Directions for this task =
The result should be every line of the listing that holds the word "StatusDto".

━━━━━━━━━━━━━━━━━━━━

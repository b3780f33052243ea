use axum::{http::StatusCode, response::IntoResponse, Json};

use crate::model::api::StatusDto;

/// Tag for grouping status endpoints in OpenAPI documentation
pub static STATUS_TAG: &str = "status";

/// Liveness check.
///
/// # Returns
/// - `200 OK` - The API is serving requests
#[utoipa::path(
    get,
    path = "/api/status",
    tag = STATUS_TAG,
    responses(
        (status = 200, description = "API is running", body = StatusDto)
    ),
)]
pub async fn get_status() -> impl IntoResponse {
    (
        StatusCode::OK,
        Json(StatusDto {
            status: "ok".to_string(),
        }),
    )
}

━━━━━━━━━━━━━━━━━━━━

Expected output =
use crate::model::api::StatusDto;
        (status = 200, description = "API is running", body = StatusDto)
        Json(StatusDto {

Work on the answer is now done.